-- Opening Marker --

//! Edge-detecting debounce for momentary buttons.

use std::time::{Duration, Instant};

/// Default settle window for tactile switches.
pub const DEFAULT_SETTLE: Duration = Duration::from_millis(30);

#[derive(Debug)]
pub struct Debounce {
    settle: Duration,
    stable: bool,
    candidate: bool,
    candidate_since: Option<Instant>,
}

impl Debounce {
    pub fn new(settle: Duration, initial: bool) -> Self {
        Self {
            settle,
            stable: initial,
            candidate: initial,
            candidate_since: None,
        }
    }

    /// Feed one sample. Returns `Some(level)` when the debounced level
    /// changes, `None` otherwise.
    pub fn update(&mut self, raw: bool, now: Instant) -> Option<bool> {
        if raw == self.stable {
            self.candidate = raw;
            self.candidate_since = None;
            return None;
        }
        if raw != self.candidate {
            self.candidate = raw;
            self.candidate_since = Some(now);
            return None;
        }
        let since = self.candidate_since.get_or_insert(now);
        if now.duration_since(*since) >= self.settle {
            self.stable = raw;
            self.candidate_since = None;
            return Some(raw);
        }
        None
    }

    pub fn level(&self) -> bool {
        self.stable
    }
}

#[cfg(test)]
mod tests {
    use super::*;

    #[test]
    fn short_glitches_are_swallowed() {
        let start = Instant::now();
        let mut d = Debounce::new(Duration::from_millis(30), false);
        assert_eq!(d.update(true, start), None);
        // released before the settle window elapsed
        assert_eq!(d.update(false, start + Duration::from_millis(10)), None);
        assert_eq!(d.update(false, start + Duration::from_millis(50)), None);
        assert!(!d.level());
    }

    #[test]
    fn sustained_press_emits_one_edge() {
        let start = Instant::now();
        let mut d = Debounce::new(Duration::from_millis(30), false);
        assert_eq!(d.update(true, start), None);
        assert_eq!(d.update(true, start + Duration::from_millis(10)), None);
        assert_eq!(
            d.update(true, start + Duration::from_millis(35)),
            Some(true)
        );
        // holding produces no further edges
        assert_eq!(d.update(true, start + Duration::from_millis(100)), None);
        assert!(d.level());
    }

    #[test]
    fn release_emits_falling_edge() {
        let start = Instant::now();
        let mut d = Debounce::new(Duration::from_millis(30), true);
        assert_eq!(d.update(false, start), None);
        assert_eq!(
            d.update(false, start + Duration::from_millis(40)),
            Some(false)
        );
    }
}
//! Selection pulse: a ≤ 1 Hz brightness swell on the selected zone,
//! overlaid at PULSE priority so it rides above animations but under
//! transitions. Purely additive — the priority system does all the
//! arbitration.

use crate::Services;
use core_model::{Frame, FrameSource, Priority};
use std::collections::BTreeMap;
use std::f32::consts::TAU;
use std::time::Duration;
use tokio::task::JoinHandle;
use tracing::debug;

/// Steps per pulse cycle; at 50 ms per step this is a 1 Hz pulse.
const PULSE_STEPS: u32 = 20;
const PULSE_STEP_DELAY: Duration = Duration::from_millis(50);
/// Brightness factor swings between these bounds.
const PULSE_MIN: f32 = 0.35;
const PULSE_MAX: f32 = 1.0;

pub struct PulseTask;

impl PulseTask {
    /// Spawn the pulse producer. It re-reads the selected zone and its
    /// effective color every step, so selection and edits show through
    /// immediately; it pauses itself while edit pulsing is meaningless
    /// (zone powered off).
    pub fn spawn(services: Services) -> JoinHandle<()> {
        tokio::spawn(async move {
            debug!(target: "control", "pulse_task_started");
            let mut phase = 0u32;
            let mut interval = tokio::time::interval(PULSE_STEP_DELAY);
            interval.set_missed_tick_behavior(tokio::time::MissedTickBehavior::Skip);
            loop {
                interval.tick().await;
                if !services.zones.app_state().edit_mode {
                    continue;
                }
                let zone = services.zones.selected_zone();
                let Ok(base) = services.zones.zone_rgb(&zone) else {
                    continue;
                };
                if base.is_black() {
                    continue;
                }
                let t = phase as f32 / PULSE_STEPS as f32;
                let factor =
                    PULSE_MIN + (PULSE_MAX - PULSE_MIN) * (0.5 - 0.5 * (TAU * t).cos());
                let mut zone_colors = BTreeMap::new();
                zone_colors.insert(zone, base.scale_f32(factor));
                services.sink.submit(
                    Frame::zones(zone_colors, Priority::Pulse, FrameSource::Pulse)
                        .with_ttl(PULSE_STEP_DELAY * 3),
                );
                phase = (phase + 1) % PULSE_STEPS;
            }
        })
    }
}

-- Closing Marker --

**ABOUT THIS EXERCISE**.
Starting at the line that contains "PULSE_MIN + (PULSE_MAX", repeat each line exactly through the last one in the listing. Include both of those lines and nothing more.

**TASK SOLUTION**.
                    PULSE_MIN + (PULSE_MAX - PULSE_MIN) * (0.5 - 0.5 * (TAU * t).cos());
                let mut zone_colors = BTreeMap::new();
                zone_colors.insert(zone, base.scale_f32(factor));
                services.sink.submit(
                    Frame::zones(zone_colors, Priority::Pulse, FrameSource::Pulse)
                        .with_ttl(PULSE_STEP_DELAY * 3),
                );
                phase = (phase + 1) % PULSE_STEPS;
            }
        })
    }
}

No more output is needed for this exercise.